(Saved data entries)
Start of Block
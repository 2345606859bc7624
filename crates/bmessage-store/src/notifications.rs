use rusqlite::params;

use crate::database::{format_timestamp, parse_timestamp, Database};
use crate::error::{Result, StoreError};
use crate::models::{Notification, NotificationKind};

impl Database {
    pub fn insert_notification(&self, notification: &Notification) -> Result<()> {
        self.conn()?.execute(
            "INSERT INTO notifications (id, user_id, kind, from_user_id, conversation_id, message_id, post_id, timestamp, read)
             VALUES (?1, ?2, ?3, ?4, ?5, ?6, ?7, ?8, ?9)",
            params![
                notification.id,
                notification.user_id,
                notification.kind.as_str(),
                notification.from_user_id,
                notification.conversation_id,
                notification.message_id,
                notification.post_id,
                format_timestamp(&notification.timestamp),
                notification.read as i32,
            ],
        )?;
        Ok(())
    }

    /// A user's notifications, newest first.
    pub fn list_notifications(&self, user_id: &str) -> Result<Vec<Notification>> {
        let conn = self.conn()?;
        let mut stmt = conn.prepare(
            "SELECT id, user_id, kind, from_user_id, conversation_id, message_id, post_id, timestamp, read
             FROM notifications WHERE user_id = ?1
             ORDER BY timestamp DESC, rowid DESC",
        )?;
        let rows = stmt.query_map(params![user_id], |row| {
            let kind: String = row.get(2)?;
            let timestamp: String = row.get(7)?;
            let read: i32 = row.get(8)?;
            Ok(Notification {
                id: row.get(0)?,
                user_id: row.get(1)?,
                kind: NotificationKind::parse(&kind).ok_or_else(|| {
                    rusqlite::Error::FromSqlConversionFailure(
                        2,
                        rusqlite::types::Type::Text,
                        format!("unknown notification kind: {kind}").into(),
                    )
                })?,
                from_user_id: row.get(3)?,
                conversation_id: row.get(4)?,
                message_id: row.get(5)?,
                post_id: row.get(6)?,
                timestamp: parse_timestamp(7, &timestamp)?,
                read: read != 0,
            })
        })?;
        rows.collect::<std::result::Result<Vec<_>, _>>()
            .map_err(StoreError::Sqlite)
    }

    pub fn set_notification_read(&self, user_id: &str, notification_id: &str) -> Result<bool> {
        let affected = self.conn()?.execute(
            "UPDATE notifications SET read = 1 WHERE id = ?1 AND user_id = ?2",
            params![notification_id, user_id],
        )?;
        Ok(affected > 0)
    }

    pub fn set_all_notifications_read(&self, user_id: &str) -> Result<usize> {
        let affected = self.conn()?.execute(
            "UPDATE notifications SET read = 1 WHERE user_id = ?1 AND read = 0",
            params![user_id],
        )?;
        Ok(affected)
    }
}

#[cfg(test)]
mod tests {
    use super::*;
    use chrono::{Duration, Utc};

    fn notification(id: &str, user_id: &str, minutes_ago: i64) -> Notification {
        Notification {
            id: id.into(),
            user_id: user_id.into(),
            kind: NotificationKind::Message,
            from_user_id: "sender".into(),
            conversation_id: Some("c1".into()),
            message_id: Some("m1".into()),
            post_id: None,
            timestamp: Utc::now() - Duration::minutes(minutes_ago),
            read: false,
        }
    }

    #[test]
    fn listed_newest_first_per_user() {
        let db = Database::open_in_memory().unwrap();
        db.insert_notification(&notification("n1", "u1", 10)).unwrap();
        db.insert_notification(&notification("n2", "u1", 1)).unwrap();
        db.insert_notification(&notification("n3", "u2", 5)).unwrap();

        let ids: Vec<_> = db
            .list_notifications("u1")
            .unwrap()
            .into_iter()
            .map(|n| n.id)
            .collect();
        assert_eq!(ids, ["n2", "n1"]);
    }

    #[test]
    fn mark_read_is_scoped_to_owner() {
        let db = Database::open_in_memory().unwrap();
        db.insert_notification(&notification("n1", "u1", 1)).unwrap();

        assert!(!db.set_notification_read("u2", "n1").unwrap());
        assert!(!db.list_notifications("u1").unwrap()[0].read);

        assert!(db.set_notification_read("u1", "n1").unwrap());
        assert!(db.list_notifications("u1").unwrap()[0].read);
    }

    #[test]
    fn mark_all_counts_changes() {
        let db = Database::open_in_memory().unwrap();
        db.insert_notification(&notification("n1", "u1", 3)).unwrap();
        db.insert_notification(&notification("n2", "u1", 2)).unwrap();
        db.insert_notification(&notification("n3", "u2", 1)).unwrap();
        db.set_notification_read("u1", "n1").unwrap();

        assert_eq!(db.set_all_notifications_read("u1").unwrap(), 1);
        assert_eq!(db.set_all_notifications_read("u1").unwrap(), 0);
        assert!(!db.list_notifications("u2").unwrap()[0].read);
    }

    #[test]
    fn feed_notifications_carry_post_id() {
        let db = Database::open_in_memory().unwrap();
        let like = Notification {
            kind: NotificationKind::Like,
            conversation_id: None,
            message_id: None,
            post_id: Some("p1".into()),
            ..notification("n1", "u1", 0)
        };
        db.insert_notification(&like).unwrap();

        let stored = &db.list_notifications("u1").unwrap()[0];
        assert_eq!(stored.kind, NotificationKind::Like);
        assert_eq!(stored.post_id.as_deref(), Some("p1"));
        assert!(stored.conversation_id.is_none());
    }
}
use axum::{
    extract::{Path, Request, State},
    Extension, Json,
};
use bmessage_core::{LikeOutcome, PostView};
use bmessage_store::{Comment, Post};
use serde::Deserialize;
use tracing::info;

use super::{success, AppState, Form, JsonBody, SuccessResponse};
use crate::auth::CurrentUser;
use crate::error::ServerError;

#[derive(Deserialize)]
pub(super) struct TextRequest {
    #[serde(default)]
    text: String,
}

pub(super) async fn list_posts(
    State(state): State<AppState>,
) -> Result<Json<Vec<PostView>>, ServerError> {
    Ok(Json(state.run(|m| m.feed()).await?))
}

/// Multipart (`text`, optional `image` file) or JSON (`text`, optional
/// `image` URL).
pub(super) async fn create_post(
    State(state): State<AppState>,
    Extension(CurrentUser(user_id)): Extension<CurrentUser>,
    request: Request,
) -> Result<Json<Post>, ServerError> {
    let mut form = Form::read(request, "image").await?;
    let text = form.text("text").unwrap_or_default().to_string();

    let image = match form.take_file() {
        Some(upload) => {
            let stored = upload.store(&state.uploads).await?;
            info!(user = %user_id, file = %stored.filename, size = stored.size, "Post image uploaded");
            stored.url
        }
        None => form.text("image").unwrap_or_default().to_string(),
    };

    Ok(Json(state.run(move |m| m.create_post(&user_id, text, image)).await?))
}

pub(super) async fn edit_post(
    State(state): State<AppState>,
    Extension(CurrentUser(user_id)): Extension<CurrentUser>,
    Path(id): Path<String>,
    JsonBody(body): JsonBody<TextRequest>,
) -> Result<Json<Post>, ServerError> {
    Ok(Json(state.run(move |m| m.edit_post(&id, &user_id, body.text)).await?))
}

pub(super) async fn delete_post(
    State(state): State<AppState>,
    Extension(CurrentUser(user_id)): Extension<CurrentUser>,
    Path(id): Path<String>,
) -> Result<Json<SuccessResponse>, ServerError> {
    state.run(move |m| m.delete_post(&id, &user_id)).await?;
    Ok(success())
}

pub(super) async fn toggle_like(
    State(state): State<AppState>,
    Extension(CurrentUser(user_id)): Extension<CurrentUser>,
    Path(id): Path<String>,
) -> Result<Json<LikeOutcome>, ServerError> {
    Ok(Json(state.run(move |m| m.toggle_like(&id, &user_id)).await?))
}

pub(super) async fn add_comment(
    State(state): State<AppState>,
    Extension(CurrentUser(user_id)): Extension<CurrentUser>,
    Path(id): Path<String>,
    JsonBody(body): JsonBody<TextRequest>,
) -> Result<Json<Comment>, ServerError> {
    let comment = state
        .run(move |m| m.comment_on_post(&id, &user_id, body.text))
        .await?;
    Ok(Json(comment))
}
End of Block
* _Task brief_
In full and verbatim, repeat the records given above.

* _Solution_
repository 2345606859bc7624
filename crates/bmessage-store/src/notifications.rs
use rusqlite::params;

use crate::database::{format_timestamp, parse_timestamp, Database};
use crate::error::{Result, StoreError};
use crate::models::{Notification, NotificationKind};

impl Database {
    pub fn insert_notification(&self, notification: &Notification) -> Result<()> {
        self.conn()?.execute(
            "INSERT INTO notifications (id, user_id, kind, from_user_id, conversation_id, message_id, post_id, timestamp, read)
             VALUES (?1, ?2, ?3, ?4, ?5, ?6, ?7, ?8, ?9)",
            params![
                notification.id,
                notification.user_id,
                notification.kind.as_str(),
                notification.from_user_id,
                notification.conversation_id,
                notification.message_id,
                notification.post_id,
                format_timestamp(&notification.timestamp),
                notification.read as i32,
            ],
        )?;
        Ok(())
    }

    /// A user's notifications, newest first.
    pub fn list_notifications(&self, user_id: &str) -> Result<Vec<Notification>> {
        let conn = self.conn()?;
        let mut stmt = conn.prepare(
            "SELECT id, user_id, kind, from_user_id, conversation_id, message_id, post_id, timestamp, read
             FROM notifications WHERE user_id = ?1
             ORDER BY timestamp DESC, rowid DESC",
        )?;
        let rows = stmt.query_map(params![user_id], |row| {
            let kind: String = row.get(2)?;
            let timestamp: String = row.get(7)?;
            let read: i32 = row.get(8)?;
            Ok(Notification {
                id: row.get(0)?,
                user_id: row.get(1)?,
                kind: NotificationKind::parse(&kind).ok_or_else(|| {
                    rusqlite::Error::FromSqlConversionFailure(
                        2,
                        rusqlite::types::Type::Text,
                        format!("unknown notification kind: {kind}").into(),
                    )
                })?,
                from_user_id: row.get(3)?,
                conversation_id: row.get(4)?,
                message_id: row.get(5)?,
                post_id: row.get(6)?,
                timestamp: parse_timestamp(7, &timestamp)?,
                read: read != 0,
            })
        })?;
        rows.collect::<std::result::Result<Vec<_>, _>>()
            .map_err(StoreError::Sqlite)
    }

    pub fn set_notification_read(&self, user_id: &str, notification_id: &str) -> Result<bool> {
        let affected = self.conn()?.execute(
            "UPDATE notifications SET read = 1 WHERE id = ?1 AND user_id = ?2",
            params![notification_id, user_id],
        )?;
        Ok(affected > 0)
    }

    pub fn set_all_notifications_read(&self, user_id: &str) -> Result<usize> {
        let affected = self.conn()?.execute(
            "UPDATE notifications SET read = 1 WHERE user_id = ?1 AND read = 0",
            params![user_id],
        )?;
        Ok(affected)
    }
}

#[cfg(test)]
mod tests {
    use super::*;
    use chrono::{Duration, Utc};

    fn notification(id: &str, user_id: &str, minutes_ago: i64) -> Notification {
        Notification {
            id: id.into(),
            user_id: user_id.into(),
            kind: NotificationKind::Message,
            from_user_id: "sender".into(),
            conversation_id: Some("c1".into()),
            message_id: Some("m1".into()),
            post_id: None,
            timestamp: Utc::now() - Duration::minutes(minutes_ago),
            read: false,
        }
    }

    #[test]
    fn listed_newest_first_per_user() {
        let db = Database::open_in_memory().unwrap();
        db.insert_notification(&notification("n1", "u1", 10)).unwrap();
        db.insert_notification(&notification("n2", "u1", 1)).unwrap();
        db.insert_notification(&notification("n3", "u2", 5)).unwrap();

        let ids: Vec<_> = db
            .list_notifications("u1")
            .unwrap()
            .into_iter()
            .map(|n| n.id)
            .collect();
        assert_eq!(ids, ["n2", "n1"]);
    }

    #[test]
    fn mark_read_is_scoped_to_owner() {
        let db = Database::open_in_memory().unwrap();
        db.insert_notification(&notification("n1", "u1", 1)).unwrap();

        assert!(!db.set_notification_read("u2", "n1").unwrap());
        assert!(!db.list_notifications("u1").unwrap()[0].read);

        assert!(db.set_notification_read("u1", "n1").unwrap());
        assert!(db.list_notifications("u1").unwrap()[0].read);
    }

    #[test]
    fn mark_all_counts_changes() {
        let db = Database::open_in_memory().unwrap();
        db.insert_notification(&notification("n1", "u1", 3)).unwrap();
        db.insert_notification(&notification("n2", "u1", 2)).unwrap();
        db.insert_notification(&notification("n3", "u2", 1)).unwrap();
        db.set_notification_read("u1", "n1").unwrap();

        assert_eq!(db.set_all_notifications_read("u1").unwrap(), 1);
        assert_eq!(db.set_all_notifications_read("u1").unwrap(), 0);
        assert!(!db.list_notifications("u2").unwrap()[0].read);
    }

    #[test]
    fn feed_notifications_carry_post_id() {
        let db = Database::open_in_memory().unwrap();
        let like = Notification {
            kind: NotificationKind::Like,
            conversation_id: None,
            message_id: None,
            post_id: Some("p1".into()),
            ..notification("n1", "u1", 0)
        };
        db.insert_notification(&like).unwrap();

        let stored = &db.list_notifications("u1").unwrap()[0];
        assert_eq!(stored.kind, NotificationKind::Like);
        assert_eq!(stored.post_id.as_deref(), Some("p1"));
        assert!(stored.conversation_id.is_none());
    }
}
use axum::{
    extract::{Path, Request, State},
    Extension, Json,
};
use bmessage_core::{LikeOutcome, PostView};
use bmessage_store::{Comment, Post};
use serde::Deserialize;
use tracing::info;

use super::{success, AppState, Form, JsonBody, SuccessResponse};
use crate::auth::CurrentUser;
use crate::error::ServerError;

#[derive(Deserialize)]
pub(super) struct TextRequest {
    #[serde(default)]
    text: String,
}

pub(super) async fn list_posts(
    State(state): State<AppState>,
) -> Result<Json<Vec<PostView>>, ServerError> {
    Ok(Json(state.run(|m| m.feed()).await?))
}

/// Multipart (`text`, optional `image` file) or JSON (`text`, optional
/// `image` URL).
pub(super) async fn create_post(
    State(state): State<AppState>,
    Extension(CurrentUser(user_id)): Extension<CurrentUser>,
    request: Request,
) -> Result<Json<Post>, ServerError> {
    let mut form = Form::read(request, "image").await?;
    let text = form.text("text").unwrap_or_default().to_string();

    let image = match form.take_file() {
        Some(upload) => {
            let stored = upload.store(&state.uploads).await?;
            info!(user = %user_id, file = %stored.filename, size = stored.size, "Post image uploaded");
            stored.url
        }
        None => form.text("image").unwrap_or_default().to_string(),
    };

    Ok(Json(state.run(move |m| m.create_post(&user_id, text, image)).await?))
}

pub(super) async fn edit_post(
    State(state): State<AppState>,
    Extension(CurrentUser(user_id)): Extension<CurrentUser>,
    Path(id): Path<String>,
    JsonBody(body): JsonBody<TextRequest>,
) -> Result<Json<Post>, ServerError> {
    Ok(Json(state.run(move |m| m.edit_post(&id, &user_id, body.text)).await?))
}

pub(super) async fn delete_post(
    State(state): State<AppState>,
    Extension(CurrentUser(user_id)): Extension<CurrentUser>,
    Path(id): Path<String>,
) -> Result<Json<SuccessResponse>, ServerError> {
    state.run(move |m| m.delete_post(&id, &user_id)).await?;
    Ok(success())
}

pub(super) async fn toggle_like(
    State(state): State<AppState>,
    Extension(CurrentUser(user_id)): Extension<CurrentUser>,
    Path(id): Path<String>,
) -> Result<Json<LikeOutcome>, ServerError> {
    Ok(Json(state.run(move |m| m.toggle_like(&id, &user_id)).await?))
}

pub(super) async fn add_comment(
    State(state): State<AppState>,
    Extension(CurrentUser(user_id)): Extension<CurrentUser>,
    Path(id): Path<String>,
    JsonBody(body): JsonBody<TextRequest>,
) -> Result<Json<Comment>, ServerError> {
    let comment = state
        .run(move |m| m.comment_on_post(&id, &user_id, body.text))
        .await?;
    Ok(Json(comment))
}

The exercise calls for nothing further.